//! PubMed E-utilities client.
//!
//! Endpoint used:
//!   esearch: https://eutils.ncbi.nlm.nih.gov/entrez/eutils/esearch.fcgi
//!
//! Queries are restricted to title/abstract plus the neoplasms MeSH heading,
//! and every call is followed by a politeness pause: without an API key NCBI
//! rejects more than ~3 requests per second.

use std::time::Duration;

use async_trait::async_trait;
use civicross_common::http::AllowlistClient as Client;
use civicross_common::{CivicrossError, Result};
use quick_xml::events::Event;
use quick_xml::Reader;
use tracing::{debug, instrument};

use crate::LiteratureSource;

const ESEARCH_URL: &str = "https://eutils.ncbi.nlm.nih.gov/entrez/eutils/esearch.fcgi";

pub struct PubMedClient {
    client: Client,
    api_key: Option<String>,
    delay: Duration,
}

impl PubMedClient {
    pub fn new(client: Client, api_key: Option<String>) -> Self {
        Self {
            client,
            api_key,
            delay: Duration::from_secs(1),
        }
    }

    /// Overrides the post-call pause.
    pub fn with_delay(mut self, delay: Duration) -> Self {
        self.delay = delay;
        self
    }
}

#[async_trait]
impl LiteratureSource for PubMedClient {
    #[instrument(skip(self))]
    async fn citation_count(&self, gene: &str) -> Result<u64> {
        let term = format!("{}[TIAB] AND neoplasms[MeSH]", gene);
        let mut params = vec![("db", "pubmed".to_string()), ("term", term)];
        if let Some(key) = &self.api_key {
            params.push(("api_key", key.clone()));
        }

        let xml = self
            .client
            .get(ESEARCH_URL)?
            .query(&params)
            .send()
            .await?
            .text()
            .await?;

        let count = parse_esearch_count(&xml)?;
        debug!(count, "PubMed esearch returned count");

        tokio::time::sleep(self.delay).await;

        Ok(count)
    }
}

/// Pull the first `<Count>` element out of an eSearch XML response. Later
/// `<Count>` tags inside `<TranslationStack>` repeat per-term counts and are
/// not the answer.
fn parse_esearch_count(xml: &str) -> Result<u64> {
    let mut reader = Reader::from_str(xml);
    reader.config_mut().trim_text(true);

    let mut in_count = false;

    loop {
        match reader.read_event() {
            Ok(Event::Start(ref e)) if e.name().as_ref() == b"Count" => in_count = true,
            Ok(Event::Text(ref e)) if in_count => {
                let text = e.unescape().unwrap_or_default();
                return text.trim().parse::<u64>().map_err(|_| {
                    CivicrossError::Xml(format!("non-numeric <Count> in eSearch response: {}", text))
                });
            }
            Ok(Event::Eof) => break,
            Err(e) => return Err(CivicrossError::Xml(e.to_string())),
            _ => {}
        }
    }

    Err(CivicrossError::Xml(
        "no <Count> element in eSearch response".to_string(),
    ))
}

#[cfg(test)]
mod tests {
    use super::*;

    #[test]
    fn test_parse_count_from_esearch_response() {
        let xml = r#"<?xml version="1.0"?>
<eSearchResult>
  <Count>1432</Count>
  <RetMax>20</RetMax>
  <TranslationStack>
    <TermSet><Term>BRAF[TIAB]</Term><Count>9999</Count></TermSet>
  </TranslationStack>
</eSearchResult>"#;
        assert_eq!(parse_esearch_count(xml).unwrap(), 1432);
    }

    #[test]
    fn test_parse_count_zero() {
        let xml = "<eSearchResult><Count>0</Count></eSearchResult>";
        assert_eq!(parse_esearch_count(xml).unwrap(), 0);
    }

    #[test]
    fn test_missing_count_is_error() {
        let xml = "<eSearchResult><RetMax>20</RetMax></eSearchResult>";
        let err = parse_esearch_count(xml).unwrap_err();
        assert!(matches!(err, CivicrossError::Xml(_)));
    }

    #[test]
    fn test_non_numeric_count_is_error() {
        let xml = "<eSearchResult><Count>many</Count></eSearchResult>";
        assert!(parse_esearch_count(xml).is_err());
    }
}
================
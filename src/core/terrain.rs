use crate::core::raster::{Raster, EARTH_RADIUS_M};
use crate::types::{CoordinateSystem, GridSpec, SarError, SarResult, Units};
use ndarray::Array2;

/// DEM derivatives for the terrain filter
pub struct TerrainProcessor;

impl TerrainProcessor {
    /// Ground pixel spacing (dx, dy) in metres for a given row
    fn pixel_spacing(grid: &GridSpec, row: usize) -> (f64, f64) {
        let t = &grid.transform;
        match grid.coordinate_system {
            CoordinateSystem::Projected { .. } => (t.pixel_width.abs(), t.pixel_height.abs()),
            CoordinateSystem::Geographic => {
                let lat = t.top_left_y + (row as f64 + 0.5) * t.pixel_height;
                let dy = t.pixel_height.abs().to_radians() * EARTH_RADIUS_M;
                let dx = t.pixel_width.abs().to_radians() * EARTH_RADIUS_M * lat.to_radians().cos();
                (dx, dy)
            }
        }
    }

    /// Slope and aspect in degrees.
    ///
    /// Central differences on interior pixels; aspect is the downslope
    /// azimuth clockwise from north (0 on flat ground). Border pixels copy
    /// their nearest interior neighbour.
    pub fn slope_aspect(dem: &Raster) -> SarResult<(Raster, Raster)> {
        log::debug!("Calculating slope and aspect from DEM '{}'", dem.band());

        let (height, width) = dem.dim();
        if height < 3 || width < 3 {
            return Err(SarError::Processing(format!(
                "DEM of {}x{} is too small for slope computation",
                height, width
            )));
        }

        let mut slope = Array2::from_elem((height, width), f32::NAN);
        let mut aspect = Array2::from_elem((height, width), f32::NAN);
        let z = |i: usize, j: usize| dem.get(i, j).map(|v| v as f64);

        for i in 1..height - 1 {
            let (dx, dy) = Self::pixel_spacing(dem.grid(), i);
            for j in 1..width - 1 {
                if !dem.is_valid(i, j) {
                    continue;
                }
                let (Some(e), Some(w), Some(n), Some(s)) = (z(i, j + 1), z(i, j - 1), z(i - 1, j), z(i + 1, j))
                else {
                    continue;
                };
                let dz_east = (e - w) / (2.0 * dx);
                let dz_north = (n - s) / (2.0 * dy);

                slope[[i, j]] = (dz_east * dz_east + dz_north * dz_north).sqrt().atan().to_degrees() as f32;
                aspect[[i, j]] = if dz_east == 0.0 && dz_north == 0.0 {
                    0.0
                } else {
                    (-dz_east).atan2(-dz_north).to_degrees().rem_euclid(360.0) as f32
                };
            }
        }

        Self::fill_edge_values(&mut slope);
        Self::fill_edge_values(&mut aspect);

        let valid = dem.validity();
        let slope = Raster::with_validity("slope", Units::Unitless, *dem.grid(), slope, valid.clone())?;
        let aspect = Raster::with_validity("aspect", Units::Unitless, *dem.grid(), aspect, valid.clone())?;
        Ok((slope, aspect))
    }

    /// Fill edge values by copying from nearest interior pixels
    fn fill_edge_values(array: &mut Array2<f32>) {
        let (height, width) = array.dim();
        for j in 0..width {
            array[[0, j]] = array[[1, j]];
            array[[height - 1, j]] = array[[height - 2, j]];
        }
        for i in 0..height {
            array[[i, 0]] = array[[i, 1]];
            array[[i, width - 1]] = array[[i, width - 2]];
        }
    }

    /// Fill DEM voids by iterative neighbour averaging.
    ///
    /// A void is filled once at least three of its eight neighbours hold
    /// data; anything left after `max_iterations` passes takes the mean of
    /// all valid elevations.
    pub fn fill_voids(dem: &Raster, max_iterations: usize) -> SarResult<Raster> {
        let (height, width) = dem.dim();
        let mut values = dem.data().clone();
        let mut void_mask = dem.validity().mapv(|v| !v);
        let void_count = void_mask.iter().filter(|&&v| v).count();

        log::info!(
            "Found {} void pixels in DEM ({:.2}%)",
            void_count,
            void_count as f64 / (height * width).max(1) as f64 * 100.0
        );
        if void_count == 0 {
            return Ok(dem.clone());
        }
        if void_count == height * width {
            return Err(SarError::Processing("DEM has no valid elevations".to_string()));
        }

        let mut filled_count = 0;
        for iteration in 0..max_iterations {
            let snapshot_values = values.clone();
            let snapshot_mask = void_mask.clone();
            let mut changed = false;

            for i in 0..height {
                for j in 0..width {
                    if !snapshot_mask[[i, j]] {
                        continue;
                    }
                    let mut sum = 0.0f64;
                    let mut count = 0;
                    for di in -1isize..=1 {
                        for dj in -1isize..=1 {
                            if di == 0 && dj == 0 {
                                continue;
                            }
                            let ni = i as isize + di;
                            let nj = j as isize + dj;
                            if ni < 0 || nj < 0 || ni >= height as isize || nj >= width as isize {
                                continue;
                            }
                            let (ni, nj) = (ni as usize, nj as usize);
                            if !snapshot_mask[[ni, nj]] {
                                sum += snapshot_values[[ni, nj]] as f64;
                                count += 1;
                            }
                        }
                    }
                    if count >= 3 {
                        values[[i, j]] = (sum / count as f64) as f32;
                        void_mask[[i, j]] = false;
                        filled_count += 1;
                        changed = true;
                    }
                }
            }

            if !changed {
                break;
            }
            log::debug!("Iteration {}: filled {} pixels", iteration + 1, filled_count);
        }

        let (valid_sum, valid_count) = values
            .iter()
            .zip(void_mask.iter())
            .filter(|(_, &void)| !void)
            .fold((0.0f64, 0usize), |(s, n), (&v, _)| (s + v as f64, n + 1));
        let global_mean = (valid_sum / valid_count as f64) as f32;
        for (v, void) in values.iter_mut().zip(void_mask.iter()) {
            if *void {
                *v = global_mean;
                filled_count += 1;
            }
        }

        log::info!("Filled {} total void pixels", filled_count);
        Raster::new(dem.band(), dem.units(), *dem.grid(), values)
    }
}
================
- _Task directions_:
Every line in the listing that holds "debug" belongs in the answer.

- _Solution_:
use tracing::{debug, instrument};
        debug!(count, "PubMed esearch returned count");
        log::debug!("Calculating slope and aspect from DEM '{}'", dem.band());
            log::debug!("Iteration {}: filled {} pixels", iteration + 1, filled_count);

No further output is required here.